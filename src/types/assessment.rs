//! Risk verdict data structures

use crate::feature_extractor::{AlignedRow, SchemaStatus};
use chrono::{DateTime, Utc};
use serde::{Deserialize, Serialize};
use std::fmt;

/// Binary verdict produced by the classifier
#[derive(Debug, Clone, Copy, PartialEq, Eq, Serialize, Deserialize)]
#[serde(rename_all = "SCREAMING_SNAKE_CASE")]
pub enum RiskLabel {
    /// Class 0: likely to default
    BadRisk,
    /// Class 1: likely to repay
    GoodRisk,
}

impl RiskLabel {
    /// Map a raw class label from the model
    pub fn from_class(class: i64) -> Option<Self> {
        match class {
            0 => Some(RiskLabel::BadRisk),
            1 => Some(RiskLabel::GoodRisk),
            _ => None,
        }
    }

    /// One line explanation shown with the verdict
    pub fn summary(self) -> &'static str {
        match self {
            RiskLabel::GoodRisk => "Likely to repay.",
            RiskLabel::BadRisk => "High probability of default.",
        }
    }
}

impl fmt::Display for RiskLabel {
    fn fmt(&self, f: &mut fmt::Formatter<'_>) -> fmt::Result {
        match self {
            RiskLabel::GoodRisk => f.write_str("GOOD RISK"),
            RiskLabel::BadRisk => f.write_str("BAD RISK"),
        }
    }
}

/// Result of scoring one application
#[derive(Debug, Clone, Serialize)]
pub struct RiskAssessment {
    /// Unique assessment identifier
    pub assessment_id: String,

    /// Verdict
    pub label: RiskLabel,

    /// Row exactly as handed to the classifier
    pub features: AlignedRow,

    /// Assessment timestamp
    pub timestamp: DateTime<Utc>,
}

impl RiskAssessment {
    pub fn new(label: RiskLabel, features: AlignedRow) -> Self {
        Self {
            assessment_id: uuid::Uuid::new_v4().to_string(),
            label,
            features,
            timestamp: Utc::now(),
        }
    }

    pub fn schema(&self) -> &SchemaStatus {
        &self.features.schema
    }
}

******

### [What to do]
Would you print the line containing "fn fmt(&self, f: &mut" and every line after it up to the end of the listing above, exactly, and nothing else?

### [Answer to this problem]
    fn fmt(&self, f: &mut fmt::Formatter<'_>) -> fmt::Result {
        match self {
            RiskLabel::GoodRisk => f.write_str("GOOD RISK"),
            RiskLabel::BadRisk => f.write_str("BAD RISK"),
        }
    }
}

/// Result of scoring one application
#[derive(Debug, Clone, Serialize)]
pub struct RiskAssessment {
    /// Unique assessment identifier
    pub assessment_id: String,

    /// Verdict
    pub label: RiskLabel,

    /// Row exactly as handed to the classifier
    pub features: AlignedRow,

    /// Assessment timestamp
    pub timestamp: DateTime<Utc>,
}

impl RiskAssessment {
    pub fn new(label: RiskLabel, features: AlignedRow) -> Self {
        Self {
            assessment_id: uuid::Uuid::new_v4().to_string(),
            label,
            features,
            timestamp: Utc::now(),
        }
    }

    pub fn schema(&self) -> &SchemaStatus {
        &self.features.schema
    }
}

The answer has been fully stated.